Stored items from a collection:

——

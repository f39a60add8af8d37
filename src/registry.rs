//! Module that keeps track of the peers currently in the group.

use crate::message::PeerId;
use std::collections::BTreeMap;

/// Handle used to reach one peer.
#[derive(Debug, Clone, PartialEq, Eq)]
pub struct PeerHandle {
    pub id: PeerId,
    pub address: String,
}

/// Live peers of the group, excluding the local one.
#[derive(Debug, Clone, Default)]
pub struct PeerRegistry {
    peers: BTreeMap<PeerId, String>,
}

impl PeerRegistry {
    pub fn new() -> Self {
        Self::default()
    }

    /// Function that inserts (or re-addresses) a peer. Returns `true` if the peer is new.
    pub fn insert(&mut self, id: PeerId, address: impl Into<String>) -> bool {
        self.peers.insert(id, address.into()).is_none()
    }

    /// Function that drops a peer. Returns `true` if the peer was known.
    pub fn remove(&mut self, id: PeerId) -> bool {
        self.peers.remove(&id).is_some()
    }

    pub fn contains(&self, id: PeerId) -> bool {
        self.peers.contains_key(&id)
    }

    pub fn is_empty(&self) -> bool {
        self.peers.is_empty()
    }

    pub fn len(&self) -> usize {
        self.peers.len()
    }

    /// Ids of all known peers, in increasing order.
    pub fn list_peers(&self) -> Vec<PeerId> {
        self.peers.keys().copied().collect()
    }

    pub fn peer(&self, id: PeerId) -> Option<PeerHandle> {
        self.peers.get(&id).map(|address| PeerHandle {
            id,
            address: address.clone(),
        })
    }

    /// Handles of all known peers, in increasing id order.
    pub fn handles(&self) -> Vec<PeerHandle> {
        self.peers
            .iter()
            .map(|(id, address)| PeerHandle {
                id: *id,
                address: address.clone(),
            })
            .collect()
    }

    /// The known peer with the lowest id.
    pub fn lowest(&self) -> Option<PeerHandle> {
        self.peers.keys().next().and_then(|id| self.peer(*id))
    }
}

impl FromIterator<(PeerId, String)> for PeerRegistry {
    fn from_iter<T: IntoIterator<Item = (PeerId, String)>>(iter: T) -> Self {
        Self {
            peers: iter.into_iter().collect(),
        }
    }
}

#[cfg(test)]
mod tests {
    use super::*;

    #[test]
    fn insert_and_remove() {
        let mut registry = PeerRegistry::new();

        assert!(registry.insert(5, "127.0.0.1:7005"));
        assert!(!registry.insert(5, "127.0.0.1:8005"));
        assert_eq!(registry.peer(5).unwrap().address, "127.0.0.1:8005");

        assert!(registry.remove(5));
        assert!(!registry.remove(5));
        assert!(registry.is_empty());
    }

    #[test]
    fn peers_are_listed_in_id_order() {
        let registry: PeerRegistry = [(9, "c"), (2, "a"), (4, "b")]
            .into_iter()
            .map(|(id, address)| (id, address.to_string()))
            .collect();

        assert_eq!(registry.list_peers(), vec![2, 4, 9]);
        assert_eq!(registry.lowest().unwrap().id, 2);
        assert_eq!(registry.handles().last().unwrap().address, "c");
    }
}
//! Module that implements the token-passing lock.
//!
//! Every peer owns one `DistributedLock`. A single token circulates between
//! peers; whoever has it may enter the critical section. A peer that wants
//! the token broadcasts a timestamped request, and the holder hands the token
//! over on release to the next peer (in round-robin id order) whose request is
//! newer than its last recorded use.
//!
//! All state lives behind one mutex together with the membership view.
//! Decisions are taken while holding it, remote calls are made after it has
//! been dropped. Once the token has been surrendered, its delivery runs on a
//! spawned task, so dropping the caller's future can't lose it.

use crate::{
    error::{LockError, RemoteError},
    log,
    message::{ErrorKind, PeerId, Reply, Request, Response, Timestamp, TokenRecord},
    registry::{PeerHandle, PeerRegistry},
    remote::RemoteInvoker,
    state::{LockState, LockStatus, TokenState},
};
use color_print::cformat;
use futures::future::join_all;
use std::sync::{
    atomic::{AtomicUsize, Ordering},
    Arc,
};
use tokio::sync::{Mutex, Notify};

struct Shared {
    registry: PeerRegistry,
    state: LockState,
    departed: bool,
}

/// Token on its way to `successor`.
struct Handoff {
    successor: PeerHandle,
    token: TokenRecord,
}

/// Registration of a local task blocked in `acquire()`.
///
/// Dropped without claiming the token (the `acquire()` future was cancelled),
/// it withdraws the task and settles an idle token the task left behind.
struct Waiting {
    lock: Arc<DistributedLock>,
    claimed: bool,
}

impl Drop for Waiting {
    fn drop(&mut self) {
        if self.claimed {
            return;
        }
        self.lock.waiters.fetch_sub(1, Ordering::SeqCst);

        if let Ok(runtime) = tokio::runtime::Handle::try_current() {
            let lock = self.lock.clone();
            runtime.spawn(async move { lock.settle_idle_token().await });
        }
    }
}

pub struct DistributedLock {
    id: PeerId,
    shared: Mutex<Shared>,
    token_ready: Notify,
    /// Local tasks blocked in `acquire()`. Only increased under the mutex.
    waiters: AtomicUsize,
    invoker: Arc<dyn RemoteInvoker>,
}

——

The records above should be reproduced in full, exactly as they read.

● Reply
repository f39a60add8af8d37
filename src/registry.rs
//! Module that keeps track of the peers currently in the group.

use crate::message::PeerId;
use std::collections::BTreeMap;

/// Handle used to reach one peer.
#[derive(Debug, Clone, PartialEq, Eq)]
pub struct PeerHandle {
    pub id: PeerId,
    pub address: String,
}

/// Live peers of the group, excluding the local one.
#[derive(Debug, Clone, Default)]
pub struct PeerRegistry {
    peers: BTreeMap<PeerId, String>,
}

impl PeerRegistry {
    pub fn new() -> Self {
        Self::default()
    }

    /// Function that inserts (or re-addresses) a peer. Returns `true` if the peer is new.
    pub fn insert(&mut self, id: PeerId, address: impl Into<String>) -> bool {
        self.peers.insert(id, address.into()).is_none()
    }

    /// Function that drops a peer. Returns `true` if the peer was known.
    pub fn remove(&mut self, id: PeerId) -> bool {
        self.peers.remove(&id).is_some()
    }

    pub fn contains(&self, id: PeerId) -> bool {
        self.peers.contains_key(&id)
    }

    pub fn is_empty(&self) -> bool {
        self.peers.is_empty()
    }

    pub fn len(&self) -> usize {
        self.peers.len()
    }

    /// Ids of all known peers, in increasing order.
    pub fn list_peers(&self) -> Vec<PeerId> {
        self.peers.keys().copied().collect()
    }

    pub fn peer(&self, id: PeerId) -> Option<PeerHandle> {
        self.peers.get(&id).map(|address| PeerHandle {
            id,
            address: address.clone(),
        })
    }

    /// Handles of all known peers, in increasing id order.
    pub fn handles(&self) -> Vec<PeerHandle> {
        self.peers
            .iter()
            .map(|(id, address)| PeerHandle {
                id: *id,
                address: address.clone(),
            })
            .collect()
    }

    /// The known peer with the lowest id.
    pub fn lowest(&self) -> Option<PeerHandle> {
        self.peers.keys().next().and_then(|id| self.peer(*id))
    }
}

impl FromIterator<(PeerId, String)> for PeerRegistry {
    fn from_iter<T: IntoIterator<Item = (PeerId, String)>>(iter: T) -> Self {
        Self {
            peers: iter.into_iter().collect(),
        }
    }
}

#[cfg(test)]
mod tests {
    use super::*;

    #[test]
    fn insert_and_remove() {
        let mut registry = PeerRegistry::new();

        assert!(registry.insert(5, "127.0.0.1:7005"));
        assert!(!registry.insert(5, "127.0.0.1:8005"));
        assert_eq!(registry.peer(5).unwrap().address, "127.0.0.1:8005");

        assert!(registry.remove(5));
        assert!(!registry.remove(5));
        assert!(registry.is_empty());
    }

    #[test]
    fn peers_are_listed_in_id_order() {
        let registry: PeerRegistry = [(9, "c"), (2, "a"), (4, "b")]
            .into_iter()
            .map(|(id, address)| (id, address.to_string()))
            .collect();

        assert_eq!(registry.list_peers(), vec![2, 4, 9]);
        assert_eq!(registry.lowest().unwrap().id, 2);
        assert_eq!(registry.handles().last().unwrap().address, "c");
    }
}
//! Module that implements the token-passing lock.
//!
//! Every peer owns one `DistributedLock`. A single token circulates between
//! peers; whoever has it may enter the critical section. A peer that wants
//! the token broadcasts a timestamped request, and the holder hands the token
//! over on release to the next peer (in round-robin id order) whose request is
//! newer than its last recorded use.
//!
//! All state lives behind one mutex together with the membership view.
//! Decisions are taken while holding it, remote calls are made after it has
//! been dropped. Once the token has been surrendered, its delivery runs on a
//! spawned task, so dropping the caller's future can't lose it.

use crate::{
    error::{LockError, RemoteError},
    log,
    message::{ErrorKind, PeerId, Reply, Request, Response, Timestamp, TokenRecord},
    registry::{PeerHandle, PeerRegistry},
    remote::RemoteInvoker,
    state::{LockState, LockStatus, TokenState},
};
use color_print::cformat;
use futures::future::join_all;
use std::sync::{
    atomic::{AtomicUsize, Ordering},
    Arc,
};
use tokio::sync::{Mutex, Notify};

struct Shared {
    registry: PeerRegistry,
    state: LockState,
    departed: bool,
}

/// Token on its way to `successor`.
struct Handoff {
    successor: PeerHandle,
    token: TokenRecord,
}

/// Registration of a local task blocked in `acquire()`.
///
/// Dropped without claiming the token (the `acquire()` future was cancelled),
/// it withdraws the task and settles an idle token the task left behind.
struct Waiting {
    lock: Arc<DistributedLock>,
    claimed: bool,
}

impl Drop for Waiting {
    fn drop(&mut self) {
        if self.claimed {
            return;
        }
        self.lock.waiters.fetch_sub(1, Ordering::SeqCst);

        if let Ok(runtime) = tokio::runtime::Handle::try_current() {
            let lock = self.lock.clone();
            runtime.spawn(async move { lock.settle_idle_token().await });
        }
    }
}

pub struct DistributedLock {
    id: PeerId,
    shared: Mutex<Shared>,
    token_ready: Notify,
    /// Local tasks blocked in `acquire()`. Only increased under the mutex.
    waiters: AtomicUsize,
    invoker: Arc<dyn RemoteInvoker>,
}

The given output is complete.